Accelerometers are a key technology for wearable designs. Almost every piece of equipment can benefit from knowing its orientation, and adding an accelerometer provides new ways to implement a sophisticated user interface. If the system knows how it is moving, it can respond in different ways, from changing a screen to reflect position or orientation to supporting gesture controls. The processing power that is already packaged in an accelerometer to provide the position data is also being tapped to provide a sensor fusion hub for such designs. This can save space, weight and power by allowing other sensors to be attached to the accelerometer without having to use the processing cycles in the central controller or applications processor.
All this has been pioneered by the mobile phone industry, but accelerometers are moving into many more designs, from fitness systems to smart watches. The interface is also changing, moving from an analog interface to a simple digital link to a controller with data from other sensors included. Accelerometers for wearables range from 2- and 3-axis devices up to 6-axis with integrated temperature and even magnetic sensors to provide more functions in the design.
series of dual axis (X and Y) silicon capacitive, micromachined accelerometers from Freescale Semiconductor features signal conditioning, a 4-pole low-pass filter and temperature compensation and separate outputs for the two axes. The zero-g offset full-scale span and filter cut-off are factory set and require no external devices, making it easier to include in a design as tweaks are not needed in the manufacturing line. Similarly, a full system self-test capability verifies system functionality.
Figure 1: The MMA3202 dual-axis accelerometer has different sensitivities on the X and Y axes.
The accelerometer is a surface-micromachined capacitive sensing cell (g-cell) and a CMOS signal conditioning ASIC contained in a single package that is sealed hermetically at the wafer level using a bulk micromachined “cap'' wafer.
The g-cell is a mechanical polysilicon structure that can be thought of as two stationary plates with a moveable plate in-between. The center plate can be deflected from its rest position by
subjecting the system to an acceleration, and this change is captured as the change in capacitance between the plates. The CMOS ASIC uses switched capacitor techniques to measure the g-cell capacitors and extract the acceleration data from the difference between the two capacitors. The ASIC also signal conditions and filters (switched capacitor) the signal, providing a high-level output voltage that is proportional to acceleration with different sensitivities of 100 g on the X-axis and 50 g in the Y-axis.

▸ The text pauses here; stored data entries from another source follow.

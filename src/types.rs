//! Core types shared by the compat engine: browsers, inputs and issues

use serde::{Deserialize, Deserializer, Serialize};
use std::fmt;

/// Release channel of a browser version, as named by the compat snapshot
#[derive(Debug, Clone, Copy, PartialEq, Eq, Serialize, Deserialize)]
#[serde(rename_all = "lowercase")]
pub enum ReleaseStatus {
    Retired,
    Current,
    Exclusive,
    Beta,
    Nightly,
    Esr,
    Planned,
    #[serde(other)]
    Unknown,
}

impl ReleaseStatus {
    pub fn as_str(&self) -> &'static str {
        match self {
            ReleaseStatus::Retired => "retired",
            ReleaseStatus::Current => "current",
            ReleaseStatus::Exclusive => "exclusive",
            ReleaseStatus::Beta => "beta",
            ReleaseStatus::Nightly => "nightly",
            ReleaseStatus::Esr => "esr",
            ReleaseStatus::Planned => "planned",
            ReleaseStatus::Unknown => "unknown",
        }
    }
}

#[derive(Debug, Clone, PartialEq, Serialize, Deserialize)]
pub struct BrowserRelease {
    pub status: ReleaseStatus,
    #[serde(default, skip_serializing_if = "Option::is_none")]
    pub release_date: Option<String>,
}

/// A browser known to the compat snapshot
#[derive(Debug, Clone, PartialEq, Serialize, Deserialize)]
pub struct Browser {
    pub name: String,
    #[serde(default)]
    pub releases: indexmap::IndexMap<String, BrowserRelease>,
}

/// A browser/version pair a query is checked against
#[derive(Debug, Clone, PartialEq, Serialize, Deserialize)]
pub struct TargetBrowser {
    pub id: String,
    #[serde(deserialize_with = "deserialize_version")]
    pub version: String,
    #[serde(default, skip_serializing_if = "Option::is_none")]
    pub name: Option<String>,
    #[serde(default, skip_serializing_if = "Option::is_none")]
    pub status: Option<ReleaseStatus>,
}

impl TargetBrowser {
    pub fn new(id: impl Into<String>, version: impl Into<String>) -> Self {
        Self {
            id: id.into(),
            version: version.into(),
            name: None,
            status: None,
        }
    }

    pub fn with_name(mut self, name: impl Into<String>) -> Self {
        self.name = Some(name.into());
        self
    }

    /// Display name when known, otherwise the browser id
    pub fn display_name(&self) -> &str {
        self.name.as_deref().unwrap_or(&self.id)
    }

    /// Whether this names the same browser release as `other`
    pub fn same_release(&self, other: &TargetBrowser) -> bool {
        self.id == other.id && self.version == other.version
    }
}

impl fmt::Display for TargetBrowser {
    fn fmt(&self, f: &mut fmt::Formatter<'_>) -> fmt::Result {
        write!(f, "{} {}", self.display_name(), self.version)
    }
}

#[derive(Deserialize)]
#[serde(untagged)]
enum VersionRepr {
    Number(f64),
    Text(String),
}

fn deserialize_version<'de, D>(deserializer: D) -> std::result::Result<String, D::Error>
where
    D: Deserializer<'de>,
{
    Ok(match VersionRepr::deserialize(deserializer)? {
        VersionRepr::Number(n) => format_number(n),
        VersionRepr::Text(s) => s,
    })
}

/// A raw declaration value: authored text or a bare number
#[derive(Debug, Clone, PartialEq, Serialize, Deserialize)]
#[serde(untagged)]
pub enum CssValue {
    Number(f64),
    Text(String),
}

impl From<&str> for CssValue {
    fn from(value: &str) -> Self {
        CssValue::Text(value.to_string())
    }
}

impl From<f64> for CssValue {
    fn from(value: f64) -> Self {
        CssValue::Number(value)
    }
}

impl fmt::Display for CssValue {
    fn fmt(&self, f: &mut fmt::Formatter<'_>) -> fmt::Result {
        match self {
            CssValue::Number(n) => write!(f, "{}", format_number(*n)),
            CssValue::Text(s) => write!(f, "{}", s),
        }
    }
}

#[derive(Debug, Clone, PartialEq, Serialize, Deserialize)]
pub struct Declaration {
    pub name: String,
    #[serde(default, skip_serializing_if = "Option::is_none")]
    pub value: Option<CssValue>,
}

impl Declaration {
    pub fn new(name: impl Into<String>) -> Self {
        Self {
            name: name.into(),
            value: None,
        }
    }

    pub fn with_value(name: impl Into<String>, value: impl Into<CssValue>) -> Self {
        Self {
            name: name.into(),
            value: Some(value.into()),
        }
    }
}

#[derive(Debug, Clone, PartialEq, Serialize, Deserialize)]
pub struct Attribute {
    pub name: String,
    #[serde(default)]
    pub value: String,
}

impl Attribute {
    pub fn new(name: impl Into<String>, value: impl Into<String>) -> Self {
        Self {
            name: name.into(),
            value: value.into(),
        }
    }
}

/// An element with its authored attributes, as read from CLI input
#[derive(Debug, Clone, PartialEq, Serialize, Deserialize)]
pub struct ElementInput {
    pub element: String,
    #[serde(default)]
    pub attributes: Vec<Attribute>,
}

/// Outcome of matching one browser release against a compat table
#[derive(Debug, Clone, Copy, PartialEq, Eq, Serialize)]
#[serde(rename_all = "SCREAMING_SNAKE_CASE")]
pub enum SupportState {
    Supported,
    Unsupported,
    BrowserNotFound,
    DataNotFound,
}

#[derive(Debug, Clone, Copy, PartialEq, Eq, Serialize, Deserialize)]
#[serde(rename_all = "SCREAMING_SNAKE_CASE")]
pub enum IssueKind {
    CssProperty,
    CssPropertyAliases,
    CssValue,
    CssValueAliases,
    HtmlElement,
    HtmlAttribute,
}

impl IssueKind {
    pub fn is_alias_group(&self) -> bool {
        matches!(self, IssueKind::CssPropertyAliases | IssueKind::CssValueAliases)
    }
}

/// A single reported portability problem
#[derive(Debug, Clone, PartialEq, Serialize)]
pub struct Issue {
    #[serde(rename = "type")]
    pub kind: IssueKind,
    #[serde(skip_serializing_if = "Option::is_none")]
    pub property: Option<String>,
    #[serde(skip_serializing_if = "Option::is_none")]
    pub element: Option<String>,
    #[serde(skip_serializing_if = "Option::is_none")]
    pub attribute: Option<String>,
    #[serde(skip_serializing_if = "Option::is_none")]
    pub value: Option<String>,
    #[serde(skip_serializing_if = "Vec::is_empty")]
    pub aliases: Vec<String>,
    pub invalid: bool,
    pub deprecated: bool,
    pub experimental: bool,
    pub unsupported_browsers: Vec<TargetBrowser>,
}

impl Issue {
    pub fn new(kind: IssueKind) -> Self {
        Self {
            kind,
            property: None,
            element: None,
            attribute: None,
            value: None,
            aliases: Vec::new(),
            invalid: false,
            deprecated: false,
            experimental: false,
            unsupported_browsers: Vec::new(),
        }
    }
}

/// Format a number the way it was most likely authored: `10`, `0.5`, `12.25`
pub fn format_number(value: f64) -> String {
    if !value.is_finite() {
        return value.to_string();
    }
    let rounded = (value * 1_000_000.0).round() / 1_000_000.0;
    format!("{}", rounded)
}
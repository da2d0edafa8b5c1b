use tracing::{info, warn};

use super::sheets::{self, RemoteStore, SheetsError};
use super::{backup_name, table_name, BackupError, Header, LocalStore, Record};

/// What happened on each side of a commit
#[derive(Debug)]
pub struct CommitResult {
    /// `None` when no remote store is configured
    pub remote: Option<Result<(), SheetsError>>,
    pub local: Result<(), BackupError>,
}

impl CommitResult {
    /// Only the local write decides success
    pub fn is_success(&self) -> bool {
        self.local.is_ok()
    }
}

/// Writes each record to the daily remote table (best effort) and then to
/// the daily local file (mandatory).
pub struct DualSinkWriter<'a, L, R> {
    local: &'a L,
    remote: Option<&'a R>,
    header: &'a Header,
}

impl<'a, L: LocalStore, R: RemoteStore> DualSinkWriter<'a, L, R> {
    pub fn new(local: &'a L, remote: Option<&'a R>, header: &'a Header) -> Self {
        DualSinkWriter {
            local,
            remote,
            header,
        }
    }

    pub fn commit(&self, record: &Record) -> CommitResult {
        let row = record.row();

        let remote = self.remote.map(|remote| {
            let result = self.write_remote(remote, record, &row);
            if let Err(e) = &result {
                warn!("Remote write of PK {} failed: {}", record.pk, e);
            }
            result
        });

        let local = self.write_local(record, &row);
        CommitResult { remote, local }
    }

    fn write_remote(&self, remote: &R, record: &Record, row: &[String]) -> sheets::Result<()> {
        let name = table_name(record.day());
        let range = self.header.range();

        let table = match remote.find_table(&name)? {
            Some(table) => {
                // A header write lost right after creation leaves the table blank
                if remote.last_row(&table)?.is_none() {
                    warn!("Remote table {} has no header, writing it", name);
                    remote.update_range(&table, &range, &[self.header.columns().to_vec()])?;
                }
                table
            }
            None => {
                let table = remote.create_table(&name)?;
                remote.update_range(&table, &range, &[self.header.columns().to_vec()])?;
                table
            }
        };
        remote.append_row(&table, &range, row)?;
        info!("Sent PK {} to remote table {}", record.pk, name);
        Ok(())
    }

    fn write_local(&self, record: &Record, row: &[String]) -> Result<(), BackupError> {
        let name = backup_name(record.day());
        if self.local.exists(&name) {
            self.local.append_line(&name, row)?;
        } else {
            self.local.create_with_header(&name, self.header.columns(), row)?;
        }
        info!("Backed up PK {} to {}", record.pk, name);
        Ok(())
    }
}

Figure 2: Integrating the MMA3202 dual-axis accelerometer into a design.
The 2-axis device can be easily connected as part of a wearable design as close as possible to the central microcontroller with a 0.1 μF capacitor on the power line to decouple the power source. Ensuring there is a ground plane beneath the accelerometer will help to reduce noise, and this ground plane should be attached to all open-ended terminals in the interface.
An RC filter of 1 kΩ and 0.01 μF on the output of the accelerometer will help to minimize clock noise from the switched capacitor filter circuit. Additionally, it is important to ensure that the PCB layout of power and ground does not couple power supply noise and that the accelerometer and microcontroller are not a high-current path. Selecting the switching frequency of the A/D sampling rate and any external power supply so that they do not interfere with the internal accelerometer sampling frequency will prevent aliasing errors that can give incorrect results from the sensor and provide spurious responses from the system.

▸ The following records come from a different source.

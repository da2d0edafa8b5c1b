use std::fmt;

use super::modbus::{self, RegisterSession};

pub const INFO_ADDRESS: u16 = 9800;
pub const INFO_COUNT: u16 = 27;

/// Identification block reported by the meter
#[derive(Debug, Clone, PartialEq, Eq)]
pub struct MeterInfo {
    pub model: String,
    pub firmware: String,
    pub protocol: String,
    pub updated: String,
    pub serial: String,
}

impl MeterInfo {
    pub fn read<S: RegisterSession>(session: &mut S) -> modbus::Result<Self> {
        let words = session.read_holding_registers(INFO_ADDRESS, INFO_COUNT)?;
        MeterInfo::from_registers(&words).ok_or_else(|| {
            modbus::ModbusError::Frame(format!("Identification block has {} registers", words.len()))
        })
    }

    pub fn from_registers(words: &[u16]) -> Option<Self> {
        if words.len() < usize::from(INFO_COUNT) {
            return None;
        }

        let model = words[..9]
            .iter()
            .filter_map(|&w| char::from_u32(u32::from(w)))
            .filter(|c| *c != '\0')
            .collect::<String>()
            .trim()
            .to_string();

        // Firmware 1234 reads as 1.23.4
        let fw = words[20].to_string();
        let firmware = format!(
            "{}.{}.{}",
            fw.get(..1).unwrap_or(""),
            fw.get(1..3.min(fw.len())).unwrap_or(""),
            fw.get(3.min(fw.len())..).unwrap_or("")
        );

        let protocol = format!("{}", f64::from(words[21]) / 10.0);
        let updated = words[22..25]
            .iter()
            .map(|w| w.to_string())
            .collect::<Vec<_>>()
            .join("-");
        let serial = words[25..27].iter().map(|w| w.to_string()).collect();

        Some(MeterInfo {
            model,
            firmware,
            protocol,
            updated,
            serial,
        })
    }
}

impl fmt::Display for MeterInfo {
    fn fmt(&self, f: &mut fmt::Formatter) -> fmt::Result {
        writeln!(
            f,
            "Meter model   {}\t\tFirmware V{} (Updated {})",
            self.model, self.firmware, self.updated
        )?;
        write!(f, "Serial number {}\tProtocol V{}", self.serial, self.protocol)
    }
}
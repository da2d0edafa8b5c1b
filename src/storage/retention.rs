use tracing::info;

use super::sheets::{self, RemoteStore};
use super::{BackupError, LocalStore};

/// Deletes all but the newest `keep` daily backups; returns the removed names
pub fn prune_local<L: LocalStore>(store: &L, keep: usize) -> Result<Vec<String>, BackupError> {
    let mut names = store.list_entries()?;
    names.reverse();

    let mut removed = Vec::new();
    for name in names.into_iter().skip(keep) {
        store.remove(&name)?;
        info!("Deleted {}", name);
        removed.push(name);
    }
    Ok(removed)
}

/// Trashes all but the newest `keep` remote tables
pub fn prune_remote<R: RemoteStore>(remote: &R, keep: usize) -> sheets::Result<Vec<String>> {
    let mut removed = Vec::new();
    for table in remote.list_tables()?.into_iter().skip(keep) {
        remote.trash_table(&table)?;
        info!("Trashed sheet {}", table.name);
        removed.push(table.name);
    }
    Ok(removed)
}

Accelerometers can also be used for navigation in premium wearable designs, and the ADIS16305 iSensor
, now from Invensys, provides a complete inertial system that includes a gyroscope and triaxis accelerometer. Each sensor combines iMEMS technology with signal conditioning that optimizes dynamic performance and the factory calibration characterizes each sensor for sensitivity, bias, alignment, and linear acceleration. As a result, each sensor has its own dynamic compensation formulas that provide accurate sensor measurements over a variety of conditions.
The ADIS16305 provides a simple, cost-effective method for integrating accurate, multiaxis inertial sensing, as all the necessary motion testing and calibration are part of the production process at the factory, greatly reducing system integration time.
An improved SPI interface and register structure provide faster data collection and configuration control and the ADIS16305 uses a pinout that is compatible with the ADIS1635x, ADIS1636x, and ADIS1640x families when used with an interface flex connector.
The user registers provide addressing for all input/output operations on the SPI interface. Each 16-bit register has two 7-bit addresses: one for its upper byte and one for its lower byte. Although the ADIS16305 produces data independently, it operates as an SPI slave device that communicates with the system processor as the master using the 16-bit segments. Individual register reads require two of these 16-bit sequences, with the first providing the read command bit (R/W = 0) and the target register address (A6 to A0). The second sequence transmits the register contents (D15 to D0) on the data OUT (DOUT
) line. The SPI operates in full-duplex mode, which means that the master processor can read the output data from DOUT
while using the same system clock pulses to transmit the next target address on DIN
Meanwhile, the A3G4250D
from STMicroelectronics is a low-power 3-axis angular rate sensor with high levels of stability at zero rate level and sensitivity over temperature and time. The sensing element is combined with an interface chip that provides the measured angular rate to the external world through a standard SPI digital interface to simplify the integration with a controller. An I²C-compatible interface is also available. The sensing element is manufactured using a dedicated micro-machining process developed by STMicroelectronics to produce inertial sensors and actuators on silicon wafers. The A3G4250D
has a full scale of ±245 dps and can measure rates with a user-selectable bandwidth so that only the power needed for the application is used.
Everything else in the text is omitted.